Infants under the age of one accounted for 42% of children hospitalized during the omicron wave, compared with 30% in May to mid-December when the delta variant was prevalent, the research team said in data presented on Friday. Outcomes for the hospitalized babies have been positive, however, with no deaths, less need for oxygen and proportionally fewer intensive-care admissions than during the delta wave.
Gene Linked to Severe Covid (6 p.m. HK)
Polish scientists have discovered a gene that they say more than doubles the risk of falling severely ill with, or even dying from Covid-19.

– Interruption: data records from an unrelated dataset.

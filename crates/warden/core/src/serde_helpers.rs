//! Custom serde helpers for JSON-RPC params handling.

/// Params carried as a single-element sequence, per JSON-RPC convention for
/// positional params.
pub mod sequence {
    use serde::{
        Deserialize, Deserializer, Serialize, Serializer, de::DeserializeOwned,
        ser::SerializeSeq,
    };

    pub fn serialize<S, T>(val: &T, s: S) -> Result<S::Ok, S::Error>
    where
        S: Serializer,
        T: Serialize,
    {
        let mut seq = s.serialize_seq(Some(1))?;
        seq.serialize_element(val)?;
        seq.end()
    }

    pub fn deserialize<'de, T, D>(d: D) -> Result<T, D::Error>
    where
        D: Deserializer<'de>,
        T: DeserializeOwned,
    {
        let mut seq = Vec::<T>::deserialize(d)?;
        if seq.len() != 1 {
            return Err(serde::de::Error::custom(format!(
                "expected params sequence with length 1 but got {}",
                seq.len()
            )));
        }
        Ok(seq.remove(0))
    }
}

/// Accepts missing params, `null`, or an empty array.
pub mod empty_params {
    use serde::{Deserialize, Deserializer};

    pub fn deserialize<'de, D>(d: D) -> Result<(), D::Error>
    where
        D: Deserializer<'de>,
    {
        let params = Option::<Vec<()>>::deserialize(d)?;
        if let Some(params) = params
            && !params.is_empty()
        {
            return Err(serde::de::Error::custom(format!(
                "expected params sequence with length 0 but got {}",
                params.len()
            )));
        }
        Ok(())
    }
}
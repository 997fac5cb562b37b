//! The wallet RPC surface.
//!
//! [`WalletApi`] owns the hook handles and the per-origin concurrency
//! guards, dispatches parsed [`WalletRequest`]s onto typed handlers, and
//! shapes every outcome into a JSON-RPC [`ResponseResult`]. The chain
//! add/switch handlers live in the `chains` module; everything else is
//! here.

use crate::{
    error::{Result, ToRpcResponseResult, WalletError},
    hooks::{
        ApprovalHooks, Caveat, NetworkHooks, Permission, PermissionApproval,
        PermissionApprovalRequest, PermissionHooks, WalletHooks,
    },
    locks::{OriginLocks, OriginMutexes},
    metrics::MetricsEvent,
    session::{SessionResponse, bucket_scopes, session_approval_request},
};
use alloy_primitives::{Address, ChainId};
use serde_json::{Value, json};
use std::sync::Arc;
use tracing::{debug, trace};
use warden_core::{
    adapters,
    caveat::{
        CAIP25_CAVEAT_TYPE, CAIP25_PERMISSION_NAME, Caip25CaveatValue, ETH_ACCOUNTS_PERMISSION,
        PERMITTED_CHAINS_PERMISSION, RESTRICT_ACCOUNTS_CAVEAT, RESTRICT_CHAINS_CAVEAT,
        validate_caveat_value,
    },
    request::{AuthorizationRequest, PermissionsRequest, WalletRequest, validate_chain_id},
    scope::{normalize_scopes, validate_scopes},
};
use warden_rpc::response::ResponseResult;

/// The engine behind the wallet's dapp-facing JSON-RPC methods.
///
/// Clones share the hook handles and the concurrency guards, so one
/// instance (or its clones) must serve all requests of a host.
#[derive(Clone)]
pub struct WalletApi {
    pub(crate) permissions: Arc<dyn PermissionHooks>,
    pub(crate) network: Arc<dyn NetworkHooks>,
    pub(crate) approvals: Arc<dyn ApprovalHooks>,
    pub(crate) wallet: Arc<dyn WalletHooks>,
    /// Origins with an in-flight `eth_requestAccounts`.
    origin_locks: OriginLocks,
    /// Serializes caveat read-modify-write sequences per origin.
    pub(crate) origin_mutexes: OriginMutexes,
}

impl WalletApi {
    /// Creates the engine over the host's hook implementations.
    pub fn new(
        permissions: Arc<dyn PermissionHooks>,
        network: Arc<dyn NetworkHooks>,
        approvals: Arc<dyn ApprovalHooks>,
        wallet: Arc<dyn WalletHooks>,
    ) -> Self {
        Self {
            permissions,
            network,
            approvals,
            wallet,
            origin_locks: OriginLocks::default(),
            origin_mutexes: OriginMutexes::default(),
        }
    }

    /// Executes the [`WalletRequest`] for `origin` and returns an RPC
    /// [`ResponseResult`].
    pub async fn execute(&self, origin: &str, request: WalletRequest) -> ResponseResult {
        trace!(target: "rpc::api", %origin, "executing wallet request");
        match request {
            WalletRequest::AddEthereumChain(params) => {
                self.add_ethereum_chain(origin, &params).await.to_rpc_result()
            }
            WalletRequest::SwitchEthereumChain(params) => {
                self.switch_ethereum_chain(origin, &params).await.to_rpc_result()
            }
            WalletRequest::RequestAccounts(()) => {
                self.request_accounts(origin).await.to_rpc_result()
            }
            WalletRequest::Accounts(()) => self.accounts(origin).to_rpc_result(),
            WalletRequest::RequestPermissions(requested) => {
                self.request_permissions(origin, requested).await.to_rpc_result()
            }
            WalletRequest::RevokePermissions(requested) => {
                self.revoke_permissions(origin, requested).await.to_rpc_result()
            }
            WalletRequest::GetPermissions(()) => {
                self.get_permissions(origin).await.to_rpc_result()
            }
            WalletRequest::CreateSession(auth) => {
                self.create_session(origin, auth).await.to_rpc_result()
            }
            WalletRequest::GetSession(()) => self.get_session(origin).await.to_rpc_result(),
            WalletRequest::RevokeSession(()) => {
                self.revoke_session(origin).await.to_rpc_result()
            }
        }
    }

    /// `eth_accounts`
    ///
    /// The hook's ordering is authoritative: most recently selected first.
    fn accounts(&self, origin: &str) -> Result<Vec<String>> {
        Ok(checksummed(&self.wallet.accounts(origin)))
    }

    /// `eth_requestAccounts`
    pub(crate) async fn request_accounts(&self, origin: &str) -> Result<Vec<String>> {
        // Held for the whole handler; a concurrent call for the same origin
        // fails fast instead of stacking a second prompt.
        let _guard =
            self.origin_locks.try_acquire(origin).ok_or(WalletError::RequestAlreadyPending)?;

        let connected = self.wallet.accounts(origin);
        if !connected.is_empty() {
            self.wallet.unlock(true).await?;
            return Ok(checksummed(&connected));
        }

        let approval = self
            .approvals
            .request_permission_approval(PermissionApprovalRequest {
                origin: origin.to_string(),
                requested_accounts: Vec::new(),
                requested_chain_ids: Vec::new(),
            })
            .await?;
        self.grant_legacy_permission(origin, &approval).await?;

        let connected = self.wallet.accounts(origin);
        self.wallet.send_metrics(MetricsEvent::dapp_viewed(
            origin,
            self.wallet.list_accounts().len(),
            connected.len(),
        ));
        Ok(checksummed(&connected))
    }

    /// `wallet_requestPermissions`
    pub(crate) async fn request_permissions(
        &self,
        origin: &str,
        requested: PermissionsRequest,
    ) -> Result<Vec<Permission>> {
        let (legacy_seed, leftover) = split_permissions_request(requested);

        let mut granted = Vec::new();
        if let Some(seed) = legacy_seed {
            let approval = self
                .approvals
                .request_permission_approval(PermissionApprovalRequest {
                    origin: origin.to_string(),
                    requested_accounts: seed.accounts,
                    requested_chain_ids: seed.chain_ids,
                })
                .await?;
            granted.push(self.grant_legacy_permission(origin, &approval).await?);
            self.wallet.send_metrics(MetricsEvent::dapp_viewed(
                origin,
                self.wallet.list_accounts().len(),
                self.wallet.accounts(origin).len(),
            ));

            if !leftover.is_empty() {
                granted.extend(self.permissions.request_permissions(origin, leftover).await?);
            }
        } else {
            // Nothing routed to the CAIP-25 path; the host's permission
            // flow sees the request untouched.
            granted.extend(self.permissions.request_permissions(origin, leftover).await?);
        }

        self.synthesize_legacy_permissions(origin, granted)
    }

    /// `wallet_getPermissions`
    pub(crate) async fn get_permissions(&self, origin: &str) -> Result<Vec<Permission>> {
        let permissions = self.permissions.permissions_for_origin(origin).await?;
        self.synthesize_legacy_permissions(origin, permissions)
    }

    /// `wallet_revokePermissions`
    pub(crate) async fn revoke_permissions(
        &self,
        origin: &str,
        requested: PermissionsRequest,
    ) -> Result<Value> {
        if requested.is_empty() {
            return Err(WalletError::InvalidParamsWithRequest(json!({
                "method": "wallet_revokePermissions",
                "params": [requested],
            })));
        }

        let mut names: Vec<String> = Vec::new();
        for name in requested.keys() {
            // The legacy permission names alias the CAIP-25 endowment.
            let name = match name.as_str() {
                ETH_ACCOUNTS_PERMISSION | PERMITTED_CHAINS_PERMISSION => CAIP25_PERMISSION_NAME,
                other => other,
            };
            if !names.iter().any(|existing| existing == name) {
                names.push(name.to_string());
            }
        }
        self.permissions.revoke_permissions_for_origin(origin, &names).await?;
        Ok(Value::Null)
    }

    /// `wallet_createSession`
    pub(crate) async fn create_session(
        &self,
        origin: &str,
        auth: AuthorizationRequest,
    ) -> Result<SessionResponse> {
        if !auth.extra.is_empty() {
            return Err(WalletError::SessionPropertiesPlacement);
        }
        if auth.session_properties.as_ref().is_some_and(|props| props.is_empty()) {
            return Err(WalletError::InvalidSessionProperties);
        }

        let required = normalize_scopes(validate_scopes(&auth.required_scopes));
        let optional = normalize_scopes(validate_scopes(&auth.optional_scopes));

        let required = bucket_scopes(&*self.network, required).await?;
        if !required.unsupported.is_empty() {
            return Err(WalletError::UnsupportedRequiredScopes);
        }
        let optional = bucket_scopes(&*self.network, optional).await?;
        if !optional.unsupported.is_empty() {
            debug!(
                target: "rpc::api",
                %origin,
                dropped = optional.unsupported.len(),
                "dropping unsupported optional scopes"
            );
        }

        let approval = self
            .approvals
            .request_permission_approval(session_approval_request(
                origin,
                &required.supported,
                &optional.supported,
                &self.wallet.list_accounts(),
            ))
            .await?;

        let value = Caip25CaveatValue {
            required_scopes: required.supported,
            optional_scopes: optional.supported,
            is_multichain_origin: true,
        };
        let value = adapters::set_permitted_eth_chain_ids(&value, &approval.approved_chain_ids);
        let value = adapters::set_eth_accounts(&value, &approval.approved_accounts);

        let granted = {
            let mutex = self.origin_mutexes.for_origin(origin);
            let _serialized = mutex.lock().await;
            self.permissions.grant_caip25_permission(origin, value).await?
        };

        self.wallet.send_metrics(MetricsEvent::dapp_viewed(
            origin,
            self.wallet.list_accounts().len(),
            approval.approved_accounts.len(),
        ));

        let value = granted
            .caveat(CAIP25_CAVEAT_TYPE)
            .map(|caveat| validate_caveat_value(&caveat.value))
            .transpose()?
            .unwrap_or_default();
        Ok(SessionResponse {
            session_scopes: value.session_scopes(),
            session_properties: auth.session_properties,
        })
    }

    /// `wallet_getSession`
    pub(crate) async fn get_session(&self, origin: &str) -> Result<SessionResponse> {
        let scopes = self
            .permissions
            .caip25_caveat(origin)
            .await?
            .map(|value| value.session_scopes())
            .unwrap_or_default();
        Ok(SessionResponse { session_scopes: scopes, session_properties: None })
    }

    /// `wallet_revokeSession`
    ///
    /// Revoking a session that does not exist is success: the hook treats a
    /// missing permission as already revoked.
    pub(crate) async fn revoke_session(&self, origin: &str) -> Result<bool> {
        self.permissions
            .revoke_permissions_for_origin(origin, &[CAIP25_PERMISSION_NAME.to_string()])
            .await?;
        Ok(true)
    }

    /// Applies an approved legacy connection to the origin's CAIP-25
    /// permission, granting or extending it.
    ///
    /// A grant that originated from the multichain flow is never rewritten
    /// through this path.
    pub(crate) async fn grant_legacy_permission(
        &self,
        origin: &str,
        approval: &PermissionApproval,
    ) -> Result<Permission> {
        let mutex = self.origin_mutexes.for_origin(origin);
        let _serialized = mutex.lock().await;

        let base = match self.permissions.caip25_caveat(origin).await? {
            Some(existing) if existing.is_multichain_origin => {
                return Err(WalletError::PermissionConflict);
            }
            Some(existing) => existing,
            None => Caip25CaveatValue::default(),
        };
        let value = adapters::set_permitted_eth_chain_ids(&base, &approval.approved_chain_ids);
        let value = adapters::set_eth_accounts(&value, &approval.approved_accounts);
        self.permissions.grant_caip25_permission(origin, value).await
    }

    /// Replaces every CAIP-25 endowment in `permissions` with the legacy
    /// `eth_accounts` and `endowment:permitted-chains` entries derived from
    /// it. The endowment itself is never exposed to dapps.
    fn synthesize_legacy_permissions(
        &self,
        origin: &str,
        permissions: Vec<Permission>,
    ) -> Result<Vec<Permission>> {
        let accounts = self.wallet.accounts(origin);
        let mut out = Vec::new();
        for permission in permissions {
            if permission.parent_capability != CAIP25_PERMISSION_NAME {
                out.push(permission);
                continue;
            }
            let Some(caveat) = permission.caveat(CAIP25_CAVEAT_TYPE) else {
                continue;
            };
            let value = validate_caveat_value(&caveat.value)?;

            if !accounts.is_empty() {
                out.push(Permission {
                    parent_capability: ETH_ACCOUNTS_PERMISSION.to_string(),
                    caveats: vec![Caveat {
                        caveat_type: RESTRICT_ACCOUNTS_CAVEAT.to_string(),
                        value: json!(checksummed(&accounts)),
                    }],
                    ..permission.clone()
                });
            }
            let chain_ids = adapters::get_permitted_eth_chain_ids(&value);
            if !chain_ids.is_empty() {
                out.push(Permission {
                    parent_capability: PERMITTED_CHAINS_PERMISSION.to_string(),
                    caveats: vec![Caveat {
                        caveat_type: RESTRICT_CHAINS_CAVEAT.to_string(),
                        value: json!(hex_chain_ids(&chain_ids)),
                    }],
                    ..permission
                });
            }
        }
        Ok(out)
    }
}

The Health Ministry in Warsaw expects the discovery to help identify people who are most at risk from the disease, which has already killed more than 100,000 people in Poland alone. It also plans to include genetic tests when it screens patients for potential Covid-19 infections as soon as the end of June.
Omicron Less Severe for Unvaccinated: S. African Study (4:04 p.m. HK)
The omicron coronavirus variant causes less severe disease than the delta strain even in those who are unvaccinated or who haven’t had a prior Covid-19 infection, a study from South Africa’s Western Cape province showed.
The findings add to growing evidence that while more infectious, omicron may be less virulent than predecessors. Data from South Africa, the first country to have a major outbreak caused by the strain, has so far shown lower hospitalization and death rates.
Cases in Germany Soar to Record (10:41 a.m. HK)
Infections surged by 92,223, the highest one-day increase since the start of the pandemic, according to numbers released Friday by the country’s RKI public-health institute. The seven-day incidence rate per 100,000 people climbed to a record high of 470.6.
Chancellor Olaf Scholz this week issued a strong appeal for Germans to get vaccinated, saying failing to do so puts others at risk as the nation grapples with omicron. More than 72% of the population is fully vaccinated with two shots, and over 45% have had a booster shot, according to the latest RKI data. But there remain pockets of intense opposition to inoculations.